Task prompt =
Take the records below and write them out again exactly.

Entries supplied =
//! Exit codes for the vitals CLI.
//!
//! Exit codes communicate operation outcome without requiring output parsing.
//!
//! Exit code ranges:
//! - 0-9: Operational outcomes (the command ran; parse outcome from code)
//! - 10-19: User/environment errors (recoverable by user action)
//! - 20-29: Internal errors (bugs, should be reported)

use vt_common::{Error, ErrorCategory};

/// Exit codes for vitals operations.
///
/// These codes are a stable contract for automation.
#[derive(Debug, Clone, Copy, PartialEq, Eq)]
#[repr(i32)]
pub enum ExitCode {
    // ========================================================================
    // Operational Outcomes (0-9)
    // ========================================================================
    /// Success
    Clean = 0,

    /// The archive does not hold enough data for the requested analysis
    InsufficientData = 1,

    // ========================================================================
    // User / Environment Errors (10-19)
    // ========================================================================
    /// Invalid arguments or rejected input values
    ArgsError = 10,

    /// Tunables file missing, malformed or semantically invalid
    ConfigError = 11,

    /// Archive or input file could not be read or written
    IoError = 12,

    // ========================================================================
    // Internal Errors (20-29)
    // ========================================================================
    /// Internal error (bug - please report)
    InternalError = 20,
}

impl ExitCode {
    /// Convert to i32 for process exit.
    pub fn as_i32(self) -> i32 {
        self as i32
    }

    /// Check if this exit code indicates success.
    pub fn is_success(self) -> bool {
        matches!(self, ExitCode::Clean)
    }

    /// Check if this exit code indicates an operational outcome (codes 0-9).
    /// These are not errors - they communicate workflow state.
    pub fn is_operational(self) -> bool {
        (self as i32) < 10
    }

    /// Check if this exit code is a user/environment error (codes 10-19).
    pub fn is_user_error(self) -> bool {
        let code = self as i32;
        (10..20).contains(&code)
    }

    /// Check if this exit code is an internal error (codes 20-29).
    pub fn is_internal_error(self) -> bool {
        (self as i32) >= 20
    }

    /// Get the error code name as a string constant (for JSON output).
    pub fn code_name(&self) -> &'static str {
        match self {
            ExitCode::Clean => "OK_CLEAN",
            ExitCode::InsufficientData => "OK_INSUFFICIENT_DATA",
            ExitCode::ArgsError => "ERR_ARGS",
            ExitCode::ConfigError => "ERR_CONFIG",
            ExitCode::IoError => "ERR_IO",
            ExitCode::InternalError => "ERR_INTERNAL",
        }
    }

    /// Map an engine error onto its exit code.
    pub fn for_error(err: &Error) -> ExitCode {
        match err.category() {
            ErrorCategory::Analysis => ExitCode::InsufficientData,
            ErrorCategory::Input => ExitCode::ArgsError,
            ErrorCategory::Config => ExitCode::ConfigError,
            ErrorCategory::Storage | ErrorCategory::Io => ExitCode::IoError,
        }
    }
}

impl From<ExitCode> for i32 {
    fn from(code: ExitCode) -> Self {
        code as i32
    }
}

impl std::fmt::Display for ExitCode {
    fn fmt(&self, f: &mut std::fmt::Formatter<'_>) -> std::fmt::Result {
        write!(f, "{} ({})", self.code_name(), self.as_i32())
    }
}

Result of the exercise =
//! Exit codes for the vitals CLI.
//!
//! Exit codes communicate operation outcome without requiring output parsing.
//!
//! Exit code ranges:
//! - 0-9: Operational outcomes (the command ran; parse outcome from code)
//! - 10-19: User/environment errors (recoverable by user action)
//! - 20-29: Internal errors (bugs, should be reported)

use vt_common::{Error, ErrorCategory};

/// Exit codes for vitals operations.
///
/// These codes are a stable contract for automation.
#[derive(Debug, Clone, Copy, PartialEq, Eq)]
#[repr(i32)]
pub enum ExitCode {
    // ========================================================================
    // Operational Outcomes (0-9)
    // ========================================================================
    /// Success
    Clean = 0,

    /// The archive does not hold enough data for the requested analysis
    InsufficientData = 1,

    // ========================================================================
    // User / Environment Errors (10-19)
    // ========================================================================
    /// Invalid arguments or rejected input values
    ArgsError = 10,

    /// Tunables file missing, malformed or semantically invalid
    ConfigError = 11,

    /// Archive or input file could not be read or written
    IoError = 12,

    // ========================================================================
    // Internal Errors (20-29)
    // ========================================================================
    /// Internal error (bug - please report)
    InternalError = 20,
}

impl ExitCode {
    /// Convert to i32 for process exit.
    pub fn as_i32(self) -> i32 {
        self as i32
    }

    /// Check if this exit code indicates success.
    pub fn is_success(self) -> bool {
        matches!(self, ExitCode::Clean)
    }

    /// Check if this exit code indicates an operational outcome (codes 0-9).
    /// These are not errors - they communicate workflow state.
    pub fn is_operational(self) -> bool {
        (self as i32) < 10
    }

    /// Check if this exit code is a user/environment error (codes 10-19).
    pub fn is_user_error(self) -> bool {
        let code = self as i32;
        (10..20).contains(&code)
    }

    /// Check if this exit code is an internal error (codes 20-29).
    pub fn is_internal_error(self) -> bool {
        (self as i32) >= 20
    }

    /// Get the error code name as a string constant (for JSON output).
    pub fn code_name(&self) -> &'static str {
        match self {
            ExitCode::Clean => "OK_CLEAN",
            ExitCode::InsufficientData => "OK_INSUFFICIENT_DATA",
            ExitCode::ArgsError => "ERR_ARGS",
            ExitCode::ConfigError => "ERR_CONFIG",
            ExitCode::IoError => "ERR_IO",
            ExitCode::InternalError => "ERR_INTERNAL",
        }
    }

    /// Map an engine error onto its exit code.
    pub fn for_error(err: &Error) -> ExitCode {
        match err.category() {
            ErrorCategory::Analysis => ExitCode::InsufficientData,
            ErrorCategory::Input => ExitCode::ArgsError,
            ErrorCategory::Config => ExitCode::ConfigError,
            ErrorCategory::Storage | ErrorCategory::Io => ExitCode::IoError,
        }
    }
}

impl From<ExitCode> for i32 {
    fn from(code: ExitCode) -> Self {
        code as i32
    }
}

impl std::fmt::Display for ExitCode {
    fn fmt(&self, f: &mut std::fmt::Formatter<'_>) -> std::fmt::Result {
        write!(f, "{} ({})", self.code_name(), self.as_i32())
    }
}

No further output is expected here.